### Problem description
The answer must consist only of the lines from the line with "also the destination." to the line with "self.index_register = addr;", both included, exactly as they stand below.

------

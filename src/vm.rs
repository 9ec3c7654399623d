use rand::{rngs::StdRng, Rng, SeedableRng};

use crate::display::{Framebuffer, ModificationData};
use crate::error::Chip8Error;
use crate::keypad::KeypadState;
use crate::memory::{Memory, Stack, MEM_REGION_PROGRAM};
use crate::opcode::{fetch_and_decode, OpCode, INSTRUCTION_SIZE};
use crate::timer::Timers;

// Registers
pub const REGISTER_NUM: usize = 16;
/// VF doubles as the carry / borrow / collision flag.
pub const FLAG_REGISTER: usize = 0xF;

const SPRITE_MAX_ROWS: usize = 15;

pub struct VM {
    memory: Memory,
    registers: [u8; REGISTER_NUM],
    index_register: u16,
    program_counter: u16,
    timers: Timers,
    stack: Stack,
    display: Framebuffer,
    //
    rng: StdRng,
}

/// How the program counter moves once an instruction has run. The counter
/// already points past the instruction when this is applied.
#[derive(Debug, PartialEq)]
enum InstructionResult {
    Next,
    Skip,
    Jump(u16),
    // Run the same instruction again on the next cycle
    Wait,
}

impl VM {
    // Pub

    pub fn new(rom_data: &[u8]) -> Result<Self, Chip8Error> {
        Self::with_rng(rom_data, StdRng::from_entropy())
    }

    pub fn with_seed(rom_data: &[u8], seed: u64) -> Result<Self, Chip8Error> {
        Self::with_rng(rom_data, StdRng::seed_from_u64(seed))
    }

    fn with_rng(rom_data: &[u8], rng: StdRng) -> Result<Self, Chip8Error> {
        let mut memory = Memory::new();
        memory.load(rom_data)?;

        Ok(VM {
            memory,
            registers: [0; REGISTER_NUM],
            index_register: 0,
            program_counter: MEM_REGION_PROGRAM,
            timers: Timers::new(),
            stack: Stack::new(),
            display: Framebuffer::new(),
            rng,
        })
    }

    /// Runs one fetch-decode-execute cycle.
    pub fn step(&mut self, keypad: &KeypadState) -> Result<(), Chip8Error> {
        let (instruction, next_pc) = fetch_and_decode(&self.memory, self.program_counter);
        let opcode = instruction.opcode();
        log::trace!(
            "{:#05x}: {:#06x} {:?}",
            self.program_counter,
            instruction.raw,
            opcode
        );

        self.program_counter = next_pc;
        self.execute(opcode, keypad)
    }

    pub fn tick_timers(&mut self) {
        self.timers.tick();
    }

    pub fn is_beeper_active(&self) -> bool {
        self.timers.sound_active()
    }

    pub fn pop_display_modifications(&mut self) -> Option<ModificationData> {
        self.display.pop_modifications()
    }

    pub fn display(&self) -> &Framebuffer {
        &self.display
    }

    pub fn memory(&self) -> &Memory {
        &self.memory
    }

    pub fn registers(&self) -> &[u8; REGISTER_NUM] {
        &self.registers
    }

    pub fn index_register(&self) -> u16 {
        self.index_register
    }

    pub fn program_counter(&self) -> u16 {
        self.program_counter
    }

    pub fn timers(&self) -> Timers {
        self.timers
    }

    pub fn stack_depth(&self) -> usize {
        self.stack.depth()
    }

    // Priv

    fn execute(&mut self, opcode: OpCode, keypad: &KeypadState) -> Result<(), Chip8Error> {
        use OpCode::*;
        let result = match opcode {
            Sys(addr) => self.sys(addr),
            Cls => self.cls(),
            Ret => self.ret()?,
            Jp(addr) => self.jp(addr),
            Call(addr) => self.call(addr)?,
            SeVb(x, byte) => self.sevb(x.into(), byte),
            SneVb(x, byte) => self.snevb(x.into(), byte),
            SeVv(x, y) => self.sevv(x.into(), y.into()),
            LdVb(x, byte) => self.ldvb(x.into(), byte),
            AddVb(x, byte) => self.addvb(x.into(), byte),
            LdVv(x, y) => self.ldvv(x.into(), y.into()),
            OrVv(x, y) => self.orvv(x.into(), y.into()),
            AndVv(x, y) => self.andvv(x.into(), y.into()),
            XorVv(x, y) => self.xorvv(x.into(), y.into()),
            AddVv(x, y) => self.addvv(x.into(), y.into()),
            SubVv(x, y) => self.subvv(x.into(), y.into()),
            ShrV(x) => self.shrv(x.into()),
            SubnVv(x, y) => self.subnvv(x.into(), y.into()),
            ShlV(x) => self.shlv(x.into()),
            SneVv(x, y) => self.snevv(x.into(), y.into()),
            LdIa(addr) => self.ldia(addr),
            JpV0a(addr) => self.jpv0a(addr),
            RndVb(x, byte) => self.rndvb(x.into(), byte),
            DrwVvn(x, y, nibble) => self.drwvvn(x.into(), y.into(), nibble),
            SkpV(x) => self.skpv(x.into(), keypad),
            SknpV(x) => self.sknpv(x.into(), keypad),
            LdVDt(x) => self.ldvdt(x.into()),
            LdVK(x) => self.ldvk(x.into(), keypad),
            LdDtV(x) => self.lddtv(x.into()),
            LdStV(x) => self.ldstv(x.into()),
            AddIV(x) => self.addiv(x.into()),
            LdFV(x) => self.ldfv(x.into()),
            LdBV(x) => self.ldbv(x.into()),
            LdIV(x) => self.ldiv(x.into()),
            LdVI(x) => self.ldvi(x.into()),
            Unknown(raw) => self.unknown(raw),
        };

        match result {
            InstructionResult::Next => (),
            InstructionResult::Skip => {
                self.program_counter = self.program_counter.wrapping_add(INSTRUCTION_SIZE)
            }
            InstructionResult::Jump(addr) => self.program_counter = addr,
            InstructionResult::Wait => {
                self.program_counter = self.program_counter.wrapping_sub(INSTRUCTION_SIZE)
            }
        }

        Ok(())
    }

    #[inline]
    fn skip_if(condition: bool) -> InstructionResult {
        if condition {
            InstructionResult::Skip
        } else {
            InstructionResult::Next
        }
    }

    #[inline]
    fn sys(&self, _addr: u16) -> InstructionResult {
        // 0nnn - SYS addr
        // NOP on modern interpreters
        InstructionResult::Next
    }

    #[inline]
    fn unknown(&self, raw: u16) -> InstructionResult {
        log::debug!("skipping unknown opcode {:#06x}", raw);
        InstructionResult::Next
    }

    #[inline]
    fn cls(&mut self) -> InstructionResult {
        // 00E0 - CLS
        self.display.clear();
        InstructionResult::Next
    }

    #[inline]
    fn ret(&mut self) -> Result<InstructionResult, Chip8Error> {
        // 00EE - RET
        Ok(InstructionResult::Jump(self.stack.pop()?))
    }

    #[inline]
    fn jp(&self, addr: u16) -> InstructionResult {
        // 1nnn - JP addr
        InstructionResult::Jump(addr)
    }

    #[inline]
    fn call(&mut self, addr: u16) -> Result<InstructionResult, Chip8Error> {
        // 2nnn - CALL addr
        // The counter was advanced on fetch, so this is the return address.
        self.stack.push(self.program_counter)?;
        Ok(InstructionResult::Jump(addr))
    }

    #[inline]
    fn sevb(&self, vx_idx: usize, byte: u8) -> InstructionResult {
        // 3xkk - SE Vx, byte
        Self::skip_if(self.registers[vx_idx] == byte)
    }

    #[inline]
    fn snevb(&self, vx_idx: usize, byte: u8) -> InstructionResult {
        // 4xkk - SNE Vx, byte
        Self::skip_if(self.registers[vx_idx] != byte)
    }

    #[inline]
    fn sevv(&self, vx_idx: usize, vy_idx: usize) -> InstructionResult {
        // 5xy0 - SE Vx, Vy
        Self::skip_if(self.registers[vx_idx] == self.registers[vy_idx])
    }

    #[inline]
    fn ldvb(&mut self, vx_idx: usize, byte: u8) -> InstructionResult {
        // 6xkk - LD Vx, byte
        self.registers[vx_idx] = byte;
        InstructionResult::Next
    }

    #[inline]
    fn addvb(&mut self, vx_idx: usize, byte: u8) -> InstructionResult {
        // 7xkk - ADD Vx, byte
        // No carry flag.
        self.registers[vx_idx] = self.registers[vx_idx].wrapping_add(byte);
        InstructionResult::Next
    }

    #[inline]
    fn ldvv(&mut self, vx_idx: usize, vy_idx: usize) -> InstructionResult {
        // 8xy0 - LD Vx, Vy
        self.registers[vx_idx] = self.registers[vy_idx];
        InstructionResult::Next
    }

    #[inline]
    fn orvv(&mut self, vx_idx: usize, vy_idx: usize) -> InstructionResult {
        // 8xy1 - OR Vx, Vy
        self.registers[vx_idx] |= self.registers[vy_idx];
        InstructionResult::Next
    }

    #[inline]
    fn andvv(&mut self, vx_idx: usize, vy_idx: usize) -> InstructionResult {
        // 8xy2 - AND Vx, Vy
        self.registers[vx_idx] &= self.registers[vy_idx];
        InstructionResult::Next
    }

    #[inline]
    fn xorvv(&mut self, vx_idx: usize, vy_idx: usize) -> InstructionResult {
        // 8xy3 - XOR Vx, Vy
        self.registers[vx_idx] ^= self.registers[vy_idx];
        InstructionResult::Next
    }

    // Flag-producing arithmetic writes VF after the result, so VF holds the
    // flag even when it is also the destination.

    #[inline]
    fn addvv(&mut self, vx_idx: usize, vy_idx: usize) -> InstructionResult {
        // 8xy4 - ADD Vx, Vy
        // Set Vx = Vx + Vy, set VF = carry.
        let (result, carry) = self.registers[vx_idx].overflowing_add(self.registers[vy_idx]);
        self.registers[vx_idx] = result;
        self.registers[FLAG_REGISTER] = carry as u8;
        InstructionResult::Next
    }

    #[inline]
    fn subvv(&mut self, vx_idx: usize, vy_idx: usize) -> InstructionResult {
        // 8xy5 - SUB Vx, Vy
        // Set Vx = Vx - Vy, set VF = NOT borrow.
        let (result, borrow) = self.registers[vx_idx].overflowing_sub(self.registers[vy_idx]);
        self.registers[vx_idx] = result;
        self.registers[FLAG_REGISTER] = !borrow as u8;
        InstructionResult::Next
    }

    #[inline]
    fn shrv(&mut self, vx_idx: usize) -> InstructionResult {
        // 8xy6 - SHR Vx {, Vy}
        let shifted_out = self.registers[vx_idx] & 1;
        self.registers[vx_idx] >>= 1;
        self.registers[FLAG_REGISTER] = shifted_out;
        InstructionResult::Next
    }

    #[inline]
    fn subnvv(&mut self, vx_idx: usize, vy_idx: usize) -> InstructionResult {
        // 8xy7 - SUBN Vx, Vy
        // Set Vx = Vy - Vx, set VF = NOT borrow.
        let (result, borrow) = self.registers[vy_idx].overflowing_sub(self.registers[vx_idx]);
        self.registers[vx_idx] = result;
        self.registers[FLAG_REGISTER] = !borrow as u8;
        InstructionResult::Next
    }

    #[inline]
    fn shlv(&mut self, vx_idx: usize) -> InstructionResult {
        // 8xyE - SHL Vx {, Vy}
        let shifted_out = self.registers[vx_idx] >> 7;
        self.registers[vx_idx] <<= 1;
        self.registers[FLAG_REGISTER] = shifted_out;
        InstructionResult::Next
    }

    #[inline]
    fn snevv(&self, vx_idx: usize, vy_idx: usize) -> InstructionResult {
        // 9xy0 - SNE Vx, Vy
        Self::skip_if(self.registers[vx_idx] != self.registers[vy_idx])
    }

    #[inline]
    fn ldia(&mut self, addr: u16) -> InstructionResult {
        // Annn - LD I, addr
        self.index_register = addr;
        InstructionResult::Next
    }

    #[inline]
    fn jpv0a(&self, addr: u16) -> InstructionResult {
        // Bnnn - JP V0, addr
        InstructionResult::Jump((addr + self.registers[0x0] as u16) & 0x0FFF)
    }

    #[inline]
    fn rndvb(&mut self, vx_idx: usize, byte: u8) -> InstructionResult {
        // Cxkk - RND Vx, byte
        self.registers[vx_idx] = self.rng.gen::<u8>() & byte;
        InstructionResult::Next
    }

    #[inline]
    fn drwvvn(&mut self, vx_idx: usize, vy_idx: usize, nibble: u8) -> InstructionResult {
        // Dxyn - DRW Vx, Vy, nibble
        let (x, y) = (self.registers[vx_idx], self.registers[vy_idx]);
        self.registers[FLAG_REGISTER] = 0;

        let rows = nibble as usize;
        let mut sprite = [0u8; SPRITE_MAX_ROWS];
        for (offset, row) in sprite.iter_mut().enumerate().take(rows) {
            *row = self
                .memory
                .get8(self.index_register.wrapping_add(offset as u16));
        }

        if self.display.draw_sprite(x, y, &sprite[..rows]) {
            self.registers[FLAG_REGISTER] = 1;
        }
        InstructionResult::Next
    }

    #[inline]
    fn skpv(&self, vx_idx: usize, keypad: &KeypadState) -> InstructionResult {
        // Ex9E - SKP Vx
        Self::skip_if(keypad.is_pressed(self.registers[vx_idx]))
    }

    #[inline]
    fn sknpv(&self, vx_idx: usize, keypad: &KeypadState) -> InstructionResult {
        // ExA1 - SKNP Vx
        Self::skip_if(!keypad.is_pressed(self.registers[vx_idx]))
    }

    #[inline]
    fn ldvdt(&mut self, vx_idx: usize) -> InstructionResult {
        // Fx07 - LD Vx, DT
        self.registers[vx_idx] = self.timers.delay;
        InstructionResult::Next
    }

    #[inline]
    fn ldvk(&mut self, vx_idx: usize, keypad: &KeypadState) -> InstructionResult {
        // Fx0A - LD Vx, K
        // Wait for a key press, store the value of the key in Vx.
        match keypad.first_pressed() {
            Some(key) => {
                self.registers[vx_idx] = key;
                InstructionResult::Next
            }
            None => InstructionResult::Wait,
        }
    }

    #[inline]
    fn lddtv(&mut self, vx_idx: usize) -> InstructionResult {
        // Fx15 - LD DT, Vx
        self.timers.delay = self.registers[vx_idx];
        InstructionResult::Next
    }

    #[inline]
    fn ldstv(&mut self, vx_idx: usize) -> InstructionResult {
        // Fx18 - LD ST, Vx
        self.timers.sound = self.registers[vx_idx];
        InstructionResult::Next
    }

    #[inline]
    fn addiv(&mut self, vx_idx: usize) -> InstructionResult {
        // Fx1E - ADD I, Vx
        self.index_register = self
            .index_register
            .wrapping_add(self.registers[vx_idx] as u16);
        InstructionResult::Next
    }

    #[inline]
    fn ldfv(&mut self, vx_idx: usize) -> InstructionResult {
        // Fx29 - LD F, Vx
        // Set I = location of sprite for digit Vx.
        self.index_register = self
            .memory
            .get_font_sprite_location(self.registers[vx_idx]);
        InstructionResult::Next
    }

    #[inline]
    fn ldbv(&mut self, vx_idx: usize) -> InstructionResult {
        // Fx33 - LD B, Vx
        // Store BCD representation of Vx in memory locations I, I+1, and I+2.
        let value = self.registers[vx_idx];
        let digits = [value / 100, (value / 10) % 10, value % 10];
        for (offset, digit) in digits.iter().enumerate() {
            self.memory
                .set8(self.index_register.wrapping_add(offset as u16), *digit);
        }
        InstructionResult::Next
    }

    #[inline]
    fn ldiv(&mut self, vx_idx: usize) -> InstructionResult {
        // Fx55 - LD [I], Vx
        // Store registers V0 through Vx in memory starting at location I.
        for i in 0..=vx_idx {
            self.memory
                .set8(self.index_register.wrapping_add(i as u16), self.registers[i]);
        }
        InstructionResult::Next
    }

    #[inline]
    fn ldvi(&mut self, vx_idx: usize) -> InstructionResult {
        // Fx65 - LD Vx, [I]
        // Read registers V0 through Vx from memory starting at location I.
        for i in 0..=vx_idx {
            self.registers[i] = self.memory.get8(self.index_register.wrapping_add(i as u16));
        }
        InstructionResult::Next
    }
}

------

### Response
    // flag even when it is also the destination.

    #[inline]
    fn addvv(&mut self, vx_idx: usize, vy_idx: usize) -> InstructionResult {
        // 8xy4 - ADD Vx, Vy
        // Set Vx = Vx + Vy, set VF = carry.
        let (result, carry) = self.registers[vx_idx].overflowing_add(self.registers[vy_idx]);
        self.registers[vx_idx] = result;
        self.registers[FLAG_REGISTER] = carry as u8;
        InstructionResult::Next
    }

    #[inline]
    fn subvv(&mut self, vx_idx: usize, vy_idx: usize) -> InstructionResult {
        // 8xy5 - SUB Vx, Vy
        // Set Vx = Vx - Vy, set VF = NOT borrow.
        let (result, borrow) = self.registers[vx_idx].overflowing_sub(self.registers[vy_idx]);
        self.registers[vx_idx] = result;
        self.registers[FLAG_REGISTER] = !borrow as u8;
        InstructionResult::Next
    }

    #[inline]
    fn shrv(&mut self, vx_idx: usize) -> InstructionResult {
        // 8xy6 - SHR Vx {, Vy}
        let shifted_out = self.registers[vx_idx] & 1;
        self.registers[vx_idx] >>= 1;
        self.registers[FLAG_REGISTER] = shifted_out;
        InstructionResult::Next
    }

    #[inline]
    fn subnvv(&mut self, vx_idx: usize, vy_idx: usize) -> InstructionResult {
        // 8xy7 - SUBN Vx, Vy
        // Set Vx = Vy - Vx, set VF = NOT borrow.
        let (result, borrow) = self.registers[vy_idx].overflowing_sub(self.registers[vx_idx]);
        self.registers[vx_idx] = result;
        self.registers[FLAG_REGISTER] = !borrow as u8;
        InstructionResult::Next
    }

    #[inline]
    fn shlv(&mut self, vx_idx: usize) -> InstructionResult {
        // 8xyE - SHL Vx {, Vy}
        let shifted_out = self.registers[vx_idx] >> 7;
        self.registers[vx_idx] <<= 1;
        self.registers[FLAG_REGISTER] = shifted_out;
        InstructionResult::Next
    }

    #[inline]
    fn snevv(&self, vx_idx: usize, vy_idx: usize) -> InstructionResult {
        // 9xy0 - SNE Vx, Vy
        Self::skip_if(self.registers[vx_idx] != self.registers[vy_idx])
    }

    #[inline]
    fn ldia(&mut self, addr: u16) -> InstructionResult {
        // Annn - LD I, addr
        self.index_register = addr;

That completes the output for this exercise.